Modernism v. Postmodernism

Very broadly (and from my perspective), modernism holds the belief that truth is absolute and it is found through rationality, logic, and physical evidence alone.  It transcends time, culture, race, and location.  What is true one place is true everywhere for all time, regardless of context.  Postmodernism holds the belief that all of life, including the pursuit of truth, is contextualized.  There is no truth that is not colored by culture, time, race, location, even personality and personal experience.  To be blind to context will naturally compromise the pursuit of truth.  Some would say there is no truth outside of experience.  

I believe that both of these perspectives are true.  And there is the paradox.  I do believe that there is truth outside of human experience and context.  But I also believe that there is no way to know or access that truth divorced from human experience.  I also believe that it is not possible to divorce thinking from feeling and being.  Even thinking and rationality are bound to context.

The Modern Missionary Paradigm

When I was a teen in history class learning about the conquest of the Americas, the line that is seared into my memory is that the conquistadors brought with them three things.  They brought with them "gold, guns, and God”.  This is a direct quote from my history teacher.  Each of these three served the purposes of the others in ways that those who brought them did not themselves always see.  Even those missionaries who brought God with them lent their authority to the gold and guns as well.  The fruits of this were messy to say the least.

Those responsible for bringing God to the people of the Americas (and the rest of the so called “global south”), I believe, did so in great earnest, with authentic desire to save souls and spread what they understood to be absolute truth across the world.  It was a moral imperative.  They believed that what they brought was truth outside of culture, time, race, and location.  It was truth bigger than context.  Unfortunately they did not see their own cultural assumptions and practices that were motivating them.  

So while they were teaching about unfailing forgiveness and freedom in Christ, they expected those natives who chose to follow Christ to also give up their traditional clothing for trousers like the white man from across the seas.  While they were preaching that God was their creator whose love surpassed all, they expected their converts also to give up their language for English or Spanish or French or Portuguese.  While they compelled them to accept the loving and holy way of Christ they also expected that those they converted would give up their sacred practices—even those that were not in conflict with the Gospel that they were beginning to accept.  While the missionaries taught that all are created in God’s image, they saw the people they were ministering to as fundamentally inferior.  They were believed inferior because they did not live as their conquerors did, thus they must not understand truth as their conquerors did.  It was a slow (and also sometimes abrupt and bloody) erosion of their dignity.

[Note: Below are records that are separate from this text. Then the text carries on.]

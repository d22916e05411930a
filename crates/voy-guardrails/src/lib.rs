// SPDX-License-Identifier: MIT OR Apache-2.0
//! voy-guardrails
//!
//! Deterministic post-processing of an assembled response against the user
//! query. Two rules:
//!
//! 1. An answer with zero citations that matches any factual pattern
//!    (currency, dates/times, modal obligation, source markers) is replaced
//!    with a fixed safe-fallback string and its citations cleared.
//! 2. An addon whose inferred commercial bucket the user never asked about
//!    is dropped.
//!
//! Only `answer_text`, `citations`, and `addon` are mutated.

#![deny(unsafe_code)]

use regex::{Regex, RegexBuilder};
use std::sync::OnceLock;
use voy_contract::agent::{Addon, AssembledResponse};

/// The fixed replacement for unsourced factual answers.
pub const SAFE_FALLBACK: &str = "Não tenho fontes suficientes para confirmar essas informações.";

/// Commercial buckets an addon can be classified into.
pub const BUCKETS: [&str; 7] = [
    "tickets",
    "hotel",
    "insurance",
    "esim",
    "transport",
    "planner",
    "shopping",
];

fn bucket_keywords(bucket: &str) -> &'static [&'static str] {
    match bucket {
        "tickets" => &["ingresso", "ticket", "pass", "passes", "bilhete"],
        "hotel" => &["hotel", "hospedagem", "accommodation", "stay", "reserva"],
        "insurance" => &["seguro", "insurance"],
        "esim" => &["esim", "e-sim", "chip"],
        "transport" => &["transporte", "transport", "voo", "flight", "carro", "car"],
        "planner" => &["planner", "planejador", "roteiro"],
        "shopping" => &["comprar", "buy", "shopping"],
        _ => &[],
    }
}

struct Patterns {
    currency: Regex,
    factual: Vec<Regex>,
}

fn patterns() -> &'static Patterns {
    static CELL: OnceLock<Patterns> = OnceLock::new();
    CELL.get_or_init(|| {
        let ci = |pattern: &str| {
            RegexBuilder::new(pattern)
                .case_insensitive(true)
                .build()
                .expect("guardrail pattern must compile")
        };
        Patterns {
            currency: ci(r"R\$\s*\d|USD\s*\d|BRL\s*\d|\$\s*\d|\d+\s*(?:R\$|USD|BRL)"),
            factual: vec![
                ci(r"\(Source:"),
                ci(r"\b\d{1,2}[/-]\d{1,2}[/-]\d{2,4}\b"),
                ci(r"\b\d{4}-\d{2}-\d{2}\b"),
                ci(r"\b\d+\s*(?:am|pm|h|horas?)\b"),
                ci(r"\bmust\b"),
                ci(r"\brequires?\b"),
                ci(r"\brule[s]?\b"),
            ],
        }
    })
}

fn has_currency(text: &str) -> bool {
    patterns().currency.is_match(text)
}

fn looks_factual(text: &str) -> bool {
    patterns().factual.iter().any(|p| p.is_match(text))
}

/// Infer the commercial bucket of an addon from its text fields, or `None`
/// when no bucket vocabulary matches.
pub fn infer_addon_bucket(addon: &Addon) -> Option<&'static str> {
    infer_bucket_from_text(&format!("{} {}", addon.summary, addon.merchant))
}

/// Bucket inference over an arbitrary pre-joined haystack (summary +
/// primary_category + merchant + categories).
pub fn infer_bucket_from_text(haystack: &str) -> Option<&'static str> {
    let combined = haystack.to_lowercase();
    BUCKETS
        .into_iter()
        .find(|bucket| bucket_keywords(bucket).iter().any(|kw| combined.contains(kw)))
}

fn user_requested_bucket(user_query: &str, bucket: &str) -> bool {
    let q = user_query.to_lowercase();
    bucket_keywords(bucket).iter().any(|kw| q.contains(kw))
}

/// Apply both guardrail rules, returning the (possibly rewritten) response.
pub fn apply(mut response: AssembledResponse, user_query: &str) -> AssembledResponse {
    if response.citations.is_empty()
        && (has_currency(&response.answer_text) || looks_factual(&response.answer_text))
    {
        response.answer_text = SAFE_FALLBACK.to_string();
        response.citations.clear();
    }

    if let Some(addon) = &response.addon {
        if let Some(bucket) = infer_addon_bucket(addon) {
            if !user_requested_bucket(user_query, bucket) {
                response.addon = None;
            }
        }
    }

    response
}

#[cfg(test)]
mod tests {
    use super::*;

    fn response(answer: &str, citations: Vec<&str>, addon: Option<Addon>) -> AssembledResponse {
        AssembledResponse {
            session_id: "s1".into(),
            request_id: "r1".into(),
            answer_text: answer.into(),
            citations: citations.into_iter().map(str::to_string).collect(),
            addon,
            audio_ref: None,
            spoken_version: None,
            screen_summary: None,
        }
    }

    fn hotel_addon() -> Addon {
        Addon {
            product_id: "prod_hotel_123".into(),
            summary: "Best hotel deals in Orlando".into(),
            link: "https://hotels.com".into(),
            merchant: "Hotels.com".into(),
        }
    }

    #[test]
    fn factual_without_citations_gets_rewritten() {
        let out = apply(
            response(
                "You must visit at 8am. The rule requires advance booking.",
                vec![],
                None,
            ),
            "when to go to Disney",
        );
        assert_eq!(out.answer_text, SAFE_FALLBACK);
        assert!(out.citations.is_empty());
    }

    #[test]
    fn currency_without_citations_gets_rewritten() {
        let out = apply(
            response("Tickets cost R$ 500 per person.", vec![], None),
            "dicas Disney",
        );
        assert_eq!(out.answer_text, SAFE_FALLBACK);
    }

    #[test]
    fn source_marker_without_citations_gets_rewritten() {
        let out = apply(
            response("Go early. (Source: somewhere)", vec![], None),
            "dicas Disney",
        );
        assert_eq!(out.answer_text, SAFE_FALLBACK);
    }

    #[test]
    fn iso_date_without_citations_gets_rewritten() {
        let out = apply(
            response("The park reopens on 2025-03-01.", vec![], None),
            "when does it open",
        );
        assert_eq!(out.answer_text, SAFE_FALLBACK);
    }

    #[test]
    fn citations_present_passes_unchanged() {
        let out = apply(
            response(
                "You must visit at 8am. Rule requires advance booking.",
                vec!["https://example.com/tips"],
                None,
            ),
            "dicas Disney",
        );
        assert_eq!(
            out.answer_text,
            "You must visit at 8am. Rule requires advance booking."
        );
        assert_eq!(out.citations, ["https://example.com/tips"]);
    }

    #[test]
    fn harmless_answer_without_citations_passes() {
        let out = apply(
            response("Mornings tend to be quieter.", vec![], None),
            "dicas Disney",
        );
        assert_eq!(out.answer_text, "Mornings tend to be quieter.");
    }

    #[test]
    fn unsolicited_addon_removed() {
        let out = apply(
            response(
                "Best times are early morning.",
                vec!["https://example.com"],
                Some(hotel_addon()),
            ),
            "dicas para evitar filas na Disney",
        );
        assert!(out.addon.is_none());
    }

    #[test]
    fn requested_addon_kept() {
        let out = apply(
            response(
                "Here are hotel options.",
                vec!["https://example.com"],
                Some(hotel_addon()),
            ),
            "preciso de hotel em Orlando",
        );
        assert!(out.addon.is_some());
    }

    #[test]
    fn addon_with_no_inferable_bucket_kept() {
        let addon = Addon {
            product_id: "p1".into(),
            summary: "A mystery travel gadget".into(),
            link: "https://example.com/x".into(),
            merchant: "m".into(),
        };
        let out = apply(
            response("ok", vec!["https://example.com"], Some(addon)),
            "dicas Disney",
        );
        assert!(out.addon.is_some());
    }

    #[test]
    fn bucket_inference_table() {
        assert_eq!(infer_bucket_from_text("ticket pack for parks"), Some("tickets"));
        assert_eq!(infer_bucket_from_text("hospedagem perto do parque"), Some("hotel"));
        assert_eq!(infer_bucket_from_text("travel insurance plan"), Some("insurance"));
        assert_eq!(infer_bucket_from_text("e-sim for your trip"), Some("esim"));
        assert_eq!(infer_bucket_from_text("flight comparison"), Some("transport"));
        assert_eq!(infer_bucket_from_text("roteiro completo"), Some("planner"));
        assert_eq!(infer_bucket_from_text("shopping outlet guide"), Some("shopping"));
        assert_eq!(infer_bucket_from_text("plain text"), None);
    }

    #[test]
    fn only_target_fields_mutated() {
        let mut resp = response("You must book now.", vec![], None);
        resp.audio_ref = Some("data:audio/mp3;base64,x".into());
        resp.spoken_version = Some("keep".into());
        let out = apply(resp, "q");
        assert_eq!(out.audio_ref.as_deref(), Some("data:audio/mp3;base64,x"));
        assert_eq!(out.spoken_version.as_deref(), Some("keep"));
        assert_eq!(out.session_id, "s1");
    }
}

Many good things came from the missionary endeavors of generations past—education, medical care, a foundation of faith in a gracious and loving God.  At their best, they offered the empowering and abundant life-giving message of Christ.  Many died for that cause.  

But along with the good, there was much harm perpetrated by their inability to see that God was already present in the cultures that they were trying to serve.  At the 2017 United Methodist General Conference, we were led in an official “Act of Repentance" for the Sand Creek Massacre that was committed under the leadership of a Methodist clergy person.  Nearly 200 members of the Cheyenne and Arapaho nations were slaughtered that day.  This is just an example of the harm that was done by many people who preached and lived in Jesus’ name.  The church will continue to repent for the ways that we killed both in body and spirit during that period of human history.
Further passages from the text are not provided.